The Blue Kite is a 1993 drama film directed by Tian Zhuangzhuang, starring Lü Liping, Pu Cunxin, and Li Xuejian. Through the perspective of a child, it portrays the impact of various political movements in the early years of the People's Republic of China on an ordinary family. It holds a rating of 8.8 on Douban, won the Best Film award at the Tokyo International Film Festival, and led to the director being banned from filmmaking for eight years. It is a courageous work by a Fifth Generation Chinese director that confronts history.

Overview

The Blue Kite is a 1993 Chinese film directed by Tian Zhuangzhuang and written by Xiao Mao. It stars Lü Liping, Pu Cunxin, and Li Xuejian, with Tao Hong among the cast. The film has a runtime of approximately 138 minutes and holds a Douban rating of 8.8. It won the Best Film award at both the 1993 Tokyo International Film Festival and the Hawaii International Film Festival. Due to its content involving multiple political movements in the early years of the People's Republic of China, the film was not publicly released in mainland China, and director Tian Zhuangzhuang was subsequently banned from filmmaking for eight years.

Tian Zhuangzhuang is one of the representative figures of China's Fifth Generation of filmmakers, having studied alongside Zhang Yimou and Chen Kaige in the Beijing Film Academy's class of 1978. The Blue Kite is his most personal and socially conscious work, documenting the joys and sorrows of an ordinary Chinese family amidst historical storms with remarkable restraint and authenticity.

Plot

Through the perspective of a young boy named Tietou (played by Chen Xiaoman), the film narrates the trials and tribulations experienced by his family from 1953 to 1967. Tietou's mother, Chen Shujuan (played by Lü Liping), is a kind and resilient woman who endures the upheavals of three marriages.

Her first marriage is to Lin Shaolong (played by Pu Cunxin).
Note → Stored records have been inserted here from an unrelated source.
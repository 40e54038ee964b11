use std::collections::HashMap;

use thiserror::Error;
use tracing::{debug, info, warn};

#[derive(Debug, Error)]
pub enum TleParseError {
    #[error("sgp4 parse error: {0}")]
    Sgp4(#[from] sgp4::Error),
    #[error("satellite {name:?} not found in TLE set")]
    NotFound { name: String },
}

fn is_line1(line: &str) -> bool {
    line.starts_with("1 ")
}

fn is_line2(line: &str) -> bool {
    line.starts_with("2 ")
}

/// Parses TLE text into a vector of `sgp4::Elements`, in source order.
/// Supports both 2-line and 3-line (with name) formats.
pub fn parse_tle_text(content: &str) -> Result<Vec<sgp4::Elements>, TleParseError> {
    let lines: Vec<&str> = content
        .lines()
        .map(str::trim_end)
        .filter(|l| !l.is_empty())
        .collect();

    let mut elements = Vec::new();
    let mut name: Option<String> = None;
    let mut i = 0usize;
    while i < lines.len() {
        let line = lines[i];
        if !is_line1(line) {
            // Anything that isn't a line 1 is a candidate name for the next pair
            if is_line2(line) {
                warn!(line = i + 1, "Skipping orphan TLE line 2");
                name = None;
            } else {
                name = Some(line.trim().to_string());
            }
            i += 1;
            continue;
        }

        if i + 1 >= lines.len() || !is_line2(lines[i + 1]) {
            warn!(line = i + 1, "Skipping invalid TLE pair: missing line 2");
            name = None;
            i += 1;
            continue;
        }

        debug!("Parsing TLE at lines {}, {}", i + 1, i + 2);
        let elems = sgp4::Elements::from_tle(
            name.take(),
            lines[i].as_bytes(),
            lines[i + 1].as_bytes(),
        )?;
        elements.push(elems);
        i += 2;
    }

    info!(count = elements.len(), "Parsed TLE elements");
    Ok(elements)
}

/// Indexes elements by object name. A later record with the same name
/// replaces the earlier one; unnamed records are dropped.
pub fn index_by_name(elements: Vec<sgp4::Elements>) -> HashMap<String, sgp4::Elements> {
    let mut by_name = HashMap::with_capacity(elements.len());
    for el in elements {
        let Some(name) = el.object_name.clone() else {
            debug!(norad = el.norad_id, "Skipping unnamed element set");
            continue;
        };
        if by_name.insert(name.clone(), el).is_some() {
            debug!(name = %name, "Duplicate satellite name, keeping later record");
        }
    }
    by_name
}

pub fn select_by_name<'a>(
    by_name: &'a HashMap<String, sgp4::Elements>,
    name: &str,
) -> Result<&'a sgp4::Elements, TleParseError> {
    by_name.get(name).ok_or_else(|| TleParseError::NotFound {
        name: name.to_string(),
    })
}

#[cfg(test)]
pub(crate) mod tests {
    use super::*;

    pub(crate) const ISS_LINE1: &str =
        "1 25544U 98067A   08264.51782528 -.00002182  00000-0 -11606-4 0  2927";
    pub(crate) const ISS_LINE2: &str =
        "2 25544  51.6416 247.4627 0006703 130.5360 325.0288 15.72125391563537";
    // Same orbit, epoch one day later
    const ISS_LATER_LINE1: &str =
        "1 25544U 98067A   08265.51782528 -.00002182  00000-0 -11606-4 0  2928";

    pub(crate) fn iss_tle_text() -> String {
        format!("ISS (ZARYA)\n{ISS_LINE1}\n{ISS_LINE2}\n")
    }

    #[test]
    fn parse_simple_tle() {
        let elems = parse_tle_text(&iss_tle_text()).unwrap();
        assert_eq!(elems.len(), 1);
        assert_eq!(elems[0].norad_id, 25544);
        assert_eq!(elems[0].object_name.as_deref(), Some("ISS (ZARYA)"));
    }

    #[test]
    fn parse_two_line_format_has_no_name() {
        let text = format!("{ISS_LINE1}\n{ISS_LINE2}\n");
        let elems = parse_tle_text(&text).unwrap();
        assert_eq!(elems.len(), 1);
        assert!(elems[0].object_name.is_none());
    }

    #[test]
    fn parse_skips_blank_lines_and_trailing_whitespace() {
        let text = format!("\nISS (ZARYA)    \r\n\n{ISS_LINE1}  \r\n{ISS_LINE2}\r\n\n");
        let elems = parse_tle_text(&text).unwrap();
        assert_eq!(elems.len(), 1);
        assert_eq!(elems[0].object_name.as_deref(), Some("ISS (ZARYA)"));
    }

    #[test]
    fn parse_skips_line1_without_line2() {
        let text = format!("BROKEN\n{ISS_LINE1}\nISS (ZARYA)\n{ISS_LINE1}\n{ISS_LINE2}\n");
        let elems = parse_tle_text(&text).unwrap();
        assert_eq!(elems.len(), 1);
        assert_eq!(elems[0].object_name.as_deref(), Some("ISS (ZARYA)"));
    }

    #[test]
    fn parse_rejects_malformed_record() {
        let bad = ISS_LINE1.replace("08264.51782528", "0826X.51782528");
        let text = format!("ISS (ZARYA)\n{bad}\n{ISS_LINE2}\n");
        assert!(matches!(
            parse_tle_text(&text),
            Err(TleParseError::Sgp4(_))
        ));
    }

    #[test]
    fn index_keeps_last_duplicate() {
        let text = format!(
            "ISS (ZARYA)\n{ISS_LINE1}\n{ISS_LINE2}\nISS (ZARYA)\n{ISS_LATER_LINE1}\n{ISS_LINE2}\n"
        );
        let elems = parse_tle_text(&text).unwrap();
        assert_eq!(elems.len(), 2);
        let earlier = elems[0].datetime;

        let by_name = index_by_name(elems);
        assert_eq!(by_name.len(), 1);
        let selected = select_by_name(&by_name, "ISS (ZARYA)").unwrap();
        assert!(selected.datetime > earlier);
    }

    #[test]
    fn index_drops_unnamed_records() {
        let text = format!("{ISS_LINE1}\n{ISS_LINE2}\n");
        let by_name = index_by_name(parse_tle_text(&text).unwrap());
        assert!(by_name.is_empty());
    }

    #[test]
    fn select_missing_name_is_not_found() {
        let by_name = index_by_name(parse_tle_text(&iss_tle_text()).unwrap());
        match select_by_name(&by_name, "CSS (TIANHE)") {
            Err(TleParseError::NotFound { name }) => assert_eq!(name, "CSS (TIANHE)"),
            Err(e) => panic!("expected NotFound, got {e:?}"),
            Ok(_) => panic!("expected NotFound, got a match"),
        }
    }
}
Lin Shaolong is Tietou's biological father, a gentle intellectual. However, during the Anti-Rightist Campaign, Lin is labeled a rightist, sent to a labor reform farm, and ultimately dies there. The young Tietou does not understand what happened, only knowing that his father suddenly disappeared.

Her second marriage is to Li Guodong (played by Li Xuejian). Li Guodong is a friend of Shujuan's late husband, who quietly cares for the family after Lin Shaolong's downfall and eventually marries Shujuan. However, during the Great Leap Forward, the overworked Li Guodong dies from liver disease.

Her third marriage is to an elderly cadre, Old Wu. Old Wu provides Shujuan and Tietou with a relatively stable life, but the storm of the Cultural Revolution soon shatters this peace. Old Wu also falls victim to the turmoil.

The blue kite that appears throughout the film symbolizes Tietou's hope for a better life. At the end of the film, the blue kite hangs from a tree, tattered and on the verge of breaking—much like the fate of this family caught in the historical storm.

Cast

Actor Role Description
Lü Liping Chen Shujuan Tietou's mother, experiences three marital upheavals
Pu Cunxin Lin Shaolong Tietou's biological father, an intellectual persecuted during the Anti-Rightist Campaign
Li Xuejian Li Guodong Shujuan's second husband, falls ill from overwork during the Great Leap Forward
Tao Hong Important role

Cultural Impact

The Blue Kite is widely regarded as the most politically and historically direct work among China's Fifth Generation filmmakers. Tian Zhuangzhuang presents those brutal historical events through the innocent lens of a child, creating a powerful contrast. The child does not understand the events unfolding in the adult world, but the audience can feel the inescapable weight of history.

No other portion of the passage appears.